One classic-classic example of a novel founded on just such an idea is Pride & Prejudice. Take, for example, the first Darcy / Lizzie Bennet proposal scene. He says he’s prepared to marry her, despite her terrible family. She refuses, heatedly and proudly. But what’s really happened here? Is he truly as arrogant as he appears. (Answer: no, clearly not.) And is she correct in thinking she could never love this man? (Ditto.) The joy of the scene, and the book, is our ability to unpeel the layers from the clues Jane Austen provides.

A similar and classic-in-a-way example would be the whole love triangle in Bridget Jones’s Diary. Who will capture Bridget’s heart – the charming bounder Hugh Grant, or the stiff and apparently aloof Colin Firth character? Again, part of the reader’s joy is teasing apart the clues that reveal who each man really is.

And, to be clear, this clue-building is HARD.

You have to:

  • Paint a plausible picture that paints Man A – let’s say Jane Austen’s Darcy – as arrogant and cold;
  • Offer clues that he’s not only that;
  • Do a big reveal which shows a man that you could really, really fall in love with. (And no, the reveal can’t just be a country house that’s twice the size of Buckingham Palace.)
  • Make sure that the whole thing feels plausible and true, not just tricksy.

The last element is – for me, at any rate – particularly important.
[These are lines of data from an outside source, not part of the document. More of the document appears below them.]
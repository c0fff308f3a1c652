//! 协议适配器抽象
//!
//! 每个 LLM 线协议族实现 ChatAdapter：输入对话、工具定义与 system prompt，
//! 过程中推送 text / thinking 增量，最终产出统一的 LlmTurn。厂商 JSON 形状的差异全部隔离在适配器内部。

use async_trait::async_trait;
use serde::Serialize;
use serde_json::Value;
use thiserror::Error;
use tokio_util::sync::CancellationToken;

use crate::engine::events::EventSender;
use crate::llm::ProviderConfig;
use crate::memory::{ToolCall, Turn};

/// 适配器内部错误；在适配器边界折叠为 `LlmTurn::ProviderError`
#[derive(Error, Debug)]
pub enum LlmError {
    #[error("provider transport error: {0}")]
    Transport(#[from] reqwest::Error),

    #[error("provider error: {0}")]
    Provider(String),

    #[error("invalid provider response: {0}")]
    InvalidResponse(String),

    #[error("missing API key for provider `{0}`")]
    MissingApiKey(String),
}

/// 提供给模型的工具定义（参数为 JSON Schema）
#[derive(Debug, Clone, PartialEq, Serialize)]
pub struct ToolDefinition {
    pub name: String,
    pub description: String,
    pub parameters: Value,
}

/// 一次适配器调用的输入
#[derive(Debug, Clone, Copy)]
pub struct ChatRequest<'a> {
    pub system_prompt: &'a str,
    pub turns: &'a [Turn],
    pub tools: &'a [ToolDefinition],
}

/// 一次模型调用的统一结果
#[derive(Debug, Clone, PartialEq)]
pub enum LlmTurn {
    /// 最终回答，本次 chat 结束
    FinalText(String),
    /// 需要执行工具；text 为随调用一同产生的文字
    ToolCallBatch { text: String, calls: Vec<ToolCall> },
    /// 取消令牌触发；已累计的部分文本被丢弃
    Aborted,
    ProviderError(String),
}

impl From<Result<LlmTurn, LlmError>> for LlmTurn {
    fn from(result: Result<LlmTurn, LlmError>) -> Self {
        match result {
            Ok(turn) => turn,
            Err(e) => {
                tracing::warn!(error = %e, "provider call failed");
                LlmTurn::ProviderError(e.to_string())
            }
        }
    }
}

impl LlmTurn {
    /// 按是否带工具调用区分最终回答与工具批次
    pub fn from_parts(text: String, calls: Vec<ToolCall>) -> Self {
        if calls.is_empty() {
            LlmTurn::FinalText(text)
        } else {
            LlmTurn::ToolCallBatch { text, calls }
        }
    }
}

/// 协议适配器 trait：配置快照在每次调用时显式传入
#[async_trait]
pub trait ChatAdapter: Send + Sync {
    async fn call(
        &self,
        provider: &ProviderConfig,
        request: ChatRequest<'_>,
        events: Option<&EventSender>,
        cancel: &CancellationToken,
    ) -> LlmTurn;
}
Over the past decade, there’s been an upsurge in psychological thrillers, where the general theme is something like: Sweet nurse Betsy seems like the person everyone turns to in a crisis but, because of [insert concealed childhood trauma here], Betsy is really a [insert nature of horrible crime here.]

Sometimes, of course, that structure works just fine. But very often, it feels OK at a mechanical level only. So yes, you can, in theory, get your head around the idea that someone who (let’s say) was kicked by a horse in childhood might want to secretly harm horses today.

But that works better in a theoretical way than a practical one. Loads of people hang out with horses as kids. Inevitably, those people get kicked from time to time. The ones I know in that category are still potty about horses and certainly aren’t animal abusers.

So a non-mechanical version of that story has to layer things in a way that we can see the shape of the first character (nice, sweet Betsy) in the shape of the finally revealed one (evil, animal-killing Betsy.) Sometimes, that clue-development is sheer genius: the prime modern example is Gillian Flynn’s Gone Girl. Other times, as I say, the whole book ends up feeling like rusty cogs turning against each other and no real human insight.

But it’s a mistake to think only about the big elements of plot here. This theme of readers figuring out a character happens all the time in good fiction. Teasing out text and subtext is a huge part of why readers read. (And if that process involves a nice romance, or a few good corpses, or a first-rate terror plot, then so much the better.)

I was searching around for a good example. I wanted something where we felt subtext plucking at the text all the time.

I looked at a few books and, in the good ones, that text/subtext tension happens pretty much all the time – certainly when any two people are encountering each other. Then I realised that I had the perfect example on my own computer.

Page 1, Chapter 1 of the Fiona Griffiths series reports Fiona’s interview for the South Wales Police.

Nothing happens.


She has applied for a job. By the end of the interview, it’s clear that she’s going to get it. All that “story = conflict” stuff just doesn’t make an appearance. At no stage during the (very brief) interview is it remotely suggested that she should not get a job.

At a surface level, the text isn’t kinetic at all. There’s no glimmer of story, or not until the very final line. You could argue that the chapter doesn’t obey any of the classic rules of story-telling.

And yet? The book had multi-publisher auctions in multiple territories. In the US, my editor – one of the leading names in crime – told me that she knew she had to buy the book after a couple of pages.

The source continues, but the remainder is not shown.